Previously fluvio-jolt didn’t have the capability to use @ and $ wilcards. Also it didn’t have the capability to process arrays fluently. In the latest changes we implemented missing wildcards and added capability to process arrays. Although this seemed like a easy change, it proved to require big changes in the implementation.

  • First we needed do define what we wanted to implement, since the original implementation didn’t have a spec, so we created a simple description
  • Then we implemented a parser that parses the expressions into an abstract syntax tree and an interpreter that interprets this ast.
  • And for the last step, we used the parser to parse the keys and values in the jolt spec. We used the interpreter to traverse the spec and the input in order to produce an output.

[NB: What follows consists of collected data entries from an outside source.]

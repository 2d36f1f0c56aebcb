//! Edify CLI - the interactive discovery menu.
//!
//! # Architecture
//!
//! One engine session lives behind an [`Orchestrator`]; the menu loop is
//! the only writer to stdout. Foreground cycles narrate through
//! [`console::ConsoleSink`], background cycles narrate to a log file until
//! a handoff swings them to the console, and all diagnostics go to the
//! tracing log so the menu stays readable.
//!
//! ```text
//! main() -> menu loop -> Orchestrator::next_discovery / spawn_background
//!                              |
//!                              v
//!                  compact -> generate -> evaluate -> persist
//! ```

mod console;

use std::fs::{self, OpenOptions};
use std::path::{Path, PathBuf};
use std::sync::{Arc, Mutex};

use anyhow::{Context, Result};
use crossterm::style::Color;
use edify_engine::{EdifyConfig, Orchestrator, Progress, generation_prompt};
use edify_session::scripted::ScriptedSession;
use edify_store::{DiscoveryStore, Preference};
use tokio::io::{AsyncBufReadExt, BufReader, Lines, Stdin};
use tracing_subscriber::{EnvFilter, fmt, prelude::*};

use crate::console::ConsoleSink;

type MenuInput = Lines<BufReader<Stdin>>;

const MENU: &str = concat!(
    "\nOptions:\n",
    " 0. How it works\n",
    " 1. Add an interest\n",
    " 2. Add a dislike\n",
    " 3. Get a new fact\n",
    " 4. Generate another batch of facts in the background\n",
    " 5. Dump the generation prompt\n",
    " X. Exit\n",
);

const HELP: &str = concat!(
    "\nHow edify works:\n",
    "----------------\n",
    "1. Drop a GGUF model into the working directory (the largest one is picked\n",
    "   up automatically), or set model_path under [engine] in edify.toml.\n",
    "2. Add a few interests (topics to learn about) and dislikes (topics to\n",
    "   avoid). Specific beats broad: \"programming (Rust, embedded, profiling)\"\n",
    "   works better than \"programming\".\n",
    "3. Option 3 serves one fact at a time. When the backlog is empty, a fresh\n",
    "   batch is generated first, which can take a while. Gray text shows\n",
    "   progress; you are not expected to read it.\n",
    "4. The requested fact appears in green. Every fact is checked against your\n",
    "   dislikes and everything served before, so each one should be new.\n",
    "5. Generation normally samples greedily: the same inputs give the same\n",
    "   output. When a batch yields nothing new, the temperature rises until\n",
    "   something lands, then drops back to zero.\n",
    "6. Option 4 prepares the next batch in the background while you read.\n",
);

fn init_tracing(config: &EdifyConfig) {
    let env_filter = EnvFilter::try_from_env("EDIFY_LOG")
        .or_else(|_| EnvFilter::try_new("info"))
        .unwrap_or_else(|_| EnvFilter::try_new("warn").expect("warn filter is valid"));

    let (log_file, init_warnings) = open_log_file(config);

    if let Some((log_path, file)) = log_file {
        tracing_subscriber::registry()
            .with(fmt::layer().with_ansi(false).with_writer(Mutex::new(file)))
            .with(env_filter)
            .init();

        tracing::info!(path = %log_path.display(), "Logging initialized");
        for warning in init_warnings {
            tracing::warn!("{warning}");
        }
        return;
    }

    // Without a log file, prefer "no logs" over writing into the menu on
    // stdout/stderr.
    tracing_subscriber::registry().with(env_filter).init();
}

fn open_log_file(config: &EdifyConfig) -> (Option<(PathBuf, fs::File)>, Vec<String>) {
    let mut warnings = Vec::new();

    for candidate in log_file_candidates(config) {
        if let Some(parent) = candidate.parent()
            && let Err(e) = fs::create_dir_all(parent)
        {
            warnings.push(format!(
                "Failed to create log dir {}: {e}",
                parent.display()
            ));
            continue;
        }

        match OpenOptions::new()
            .create(true)
            .append(true)
            .open(&candidate)
        {
            Ok(file) => return (Some((candidate, file)), warnings),
            Err(e) => {
                warnings.push(format!(
                    "Failed to open log file {}: {e}",
                    candidate.display()
                ));
            }
        }
    }

    (None, warnings)
}

fn log_file_candidates(config: &EdifyConfig) -> Vec<PathBuf> {
    vec![
        // Primary: the configured log directory (default ~/.edify/logs).
        config.storage.session_log(),
        // Fallback: ./.edify/logs (useful in constrained environments).
        PathBuf::from(".edify").join("logs").join("edify.log"),
    ]
}

fn load_config() -> (EdifyConfig, Option<String>) {
    match EdifyConfig::load() {
        Ok(Some(config)) => (config, None),
        Ok(None) => (EdifyConfig::default(), None),
        Err(err) => (
            EdifyConfig::default(),
            Some(format!("Config file ignored: {err}")),
        ),
    }
}

fn announce_engine(config: &EdifyConfig) {
    match config.engine.resolve_model() {
        Some(model) => tracing::info!(
            model = %model.display(),
            context_size = config.engine.context_size,
            gpu_layers = config.engine.gpu_layers,
            "model located; decoding runs on the built-in demo session"
        ),
        None => tracing::info!(
            "no GGUF model in the working directory; using the built-in demo session"
        ),
    }
}

#[tokio::main]
async fn main() -> Result<()> {
    let (config, config_warning) = load_config();
    init_tracing(&config);
    if let Some(warning) = config_warning {
        tracing::warn!("{warning}");
    }

    let db_path = config.storage.resolve_db_path();
    // Open once up front so the schema exists before the first menu choice.
    DiscoveryStore::open(&db_path)
        .with_context(|| format!("initialize discovery store at {}", db_path.display()))?;

    announce_engine(&config);
    let mut orchestrator = Orchestrator::new(ScriptedSession::with_canned_facts(), &config);
    let sink = Arc::new(ConsoleSink);

    let mut input = BufReader::new(tokio::io::stdin()).lines();
    loop {
        console::paint(MENU, Color::Cyan);
        let Some(line) = input.next_line().await? else {
            break;
        };

        match line.trim().chars().next() {
            Some('0') => println!("{HELP}"),
            Some('1') => add_interest(&mut input, &db_path).await?,
            Some('2') => add_dislike(&mut input, &db_path).await?,
            Some('3') => serve_fact(&mut orchestrator, sink.clone()).await,
            Some('4') => start_background(&mut orchestrator),
            Some('5') => dump_prompt(&db_path)?,
            Some('x' | 'X' | '\u{1b}') => break,
            _ => console::paint("Type the desired option number (0-5).\n", Color::Red),
        }
    }

    orchestrator.shutdown().await;
    Ok(())
}

async fn add_interest(input: &mut MenuInput, db_path: &Path) -> Result<()> {
    println!("Enter interest:");
    let Some(line) = input.next_line().await? else {
        return Ok(());
    };
    let name = line.trim();
    if name.is_empty() {
        return Ok(());
    }

    let mut store = DiscoveryStore::open(db_path)?;
    store.add_interest(name)?;
    console::paint("Interest added.\n", Color::Green);
    Ok(())
}

async fn add_dislike(input: &mut MenuInput, db_path: &Path) -> Result<()> {
    println!("Enter dislike:");
    let Some(line) = input.next_line().await? else {
        return Ok(());
    };
    let name = line.trim();
    if name.is_empty() {
        return Ok(());
    }

    let mut store = DiscoveryStore::open(db_path)?;
    store.add_dislike(name)?;
    console::paint("Dislike added.\n", Color::Green);
    Ok(())
}

async fn serve_fact(orchestrator: &mut Orchestrator<ScriptedSession>, sink: Arc<dyn Progress>) {
    match orchestrator.next_discovery(sink).await {
        Ok(Some(fact)) => console::paint(&format!("\n{fact}\n"), Color::Green),
        // The sink narration already explained the dry cycle.
        Ok(None) => {}
        Err(err) => {
            tracing::error!("discovery request failed: {err}");
            console::paint(&format!("\nGeneration failed: {err}\n"), Color::Red);
        }
    }
}

fn start_background(orchestrator: &mut Orchestrator<ScriptedSession>) {
    if orchestrator.background_running() {
        console::paint(
            "Background generation already in progress. Select 3 to wait for it instead.\n",
            Color::Red,
        );
        return;
    }

    match orchestrator.spawn_background() {
        Ok(()) => println!("Background generation started."),
        Err(err) => {
            tracing::error!("background generation failed to start: {err}");
            console::paint(
                &format!("Could not start background generation: {err}\n"),
                Color::Red,
            );
        }
    }
}

/// Prints the generation prompt built from live store contents, for pasting
/// into a larger model elsewhere.
fn dump_prompt(db_path: &Path) -> Result<()> {
    let store = DiscoveryStore::open(db_path)?;
    let interests = names(&store.interests()?);
    let dislikes = names(&store.dislikes()?);
    let mut known: Vec<String> = store
        .known_facts()?
        .iter()
        .map(|fact| fact.prompt_text().to_string())
        .collect();
    known.extend(store.pending_facts()?.into_iter().map(|fact| fact.text));

    println!("{}", generation_prompt(&interests, &dislikes, &known));
    Ok(())
}

fn names(preferences: &[Preference]) -> Vec<String> {
    preferences
        .iter()
        .map(|preference| preference.name.clone())
        .collect()
}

So now the user can execute this spec:

{
  "items": {
    "*": {
      "@(guid.value)": "data[&(1)].guid",
      "*": {
        "$": "data[&(2)].keys[]"
      }
    }
  }
}

Given this input:

{
  "description": "top description",
  "items": [
    {
      "description": "inner description 1",
      "guid": {
        "permalink": true,
        "value": "https://example.com/link1-1"
      },
      "link": "https://example.com/link1",
      "pub_date": "Tue, 18 Apr 2023 14:59:04 GMT",
      "title": "Title 1"
    },
    {
      "description": "inner description 2",
      "guid": {
        "permalink": true,
        "value": "https://example.com/link2-1"
      },
      "link": "https://example.com/link2",
      "pub_date": "Tue, 19 Apr 2023 14:20:04 GMT",
      "title": "Title 2"
    }
  ],
  "last_build_date": "Tue, 18 Apr 2023 15:00:01 GMT",
  "link": "https://example.com/top-link",
  "namespaces": {
    "blogChannel": "http://example.com/blogChannelModule"
  },
  "title": "Blog-Recent Entries"
}

It gives this output:

{
  "data": [
    {
      "guid": "https://example.com/link1-1",
      "keys": [
        "description",
        "guid",
        "link",
        "pub_date",
        "title"
      ]
    },
    {
      "guid": "https://example.com/link2-1",
      "keys": [
        "description",
        "guid",
        "link",
        "pub_date",
        "title"
      ]
    }
  ]
}

Lets go over how it works:

  • The items in the spec matches the items key in the input.
  • The * in the spec matches every array element.
  • @(guid.value) indexes into the array element using guid.value expression which means go into guid key and then go into value key.
  • It outputs the result to data[&(1)].guid which means go into data field of the output and go into &(1)th index of it and then output to the guid field. Please note that it is inferred that the output is an object, and it should have a data key, and the value of data should be an array from this expression.
  • Then the inner * in the spec matches every key in the input object.
  • $ means output the matched key.
  • data[&(2)].keys[] means output should be an object, it should have data key which has a array value, and that array has a keys field which is an array. It pushes the matched key to this array.

More resources:

SmartModule Example

Here we define a transform that implements the same transformation we defined in json format in the What is new? section.

transforms:
 - uses: infinyon/[email protected]
   with:
     spec:
        operation: shift
        spec:
          items:
            "*":
              "@(guid.value)": data[&(1)].guid
              "*":
                "$": data[&(2)].keys[]

How to use the new jolt capabilities?

We already deployed a new version of jolt smartmodule (0.3.0). So these new capabilites are available on infinyon cloud, users just need to use the newer versions of the smartmodule.

We also published a new version of the rust crate on crates.io.

Source code of the project can be found at the fluvio-jolt repo.

What is next?

We are looking into adding even more capabilities into Jolt and expanding data transformation capabilities of fluvio beyond JSON.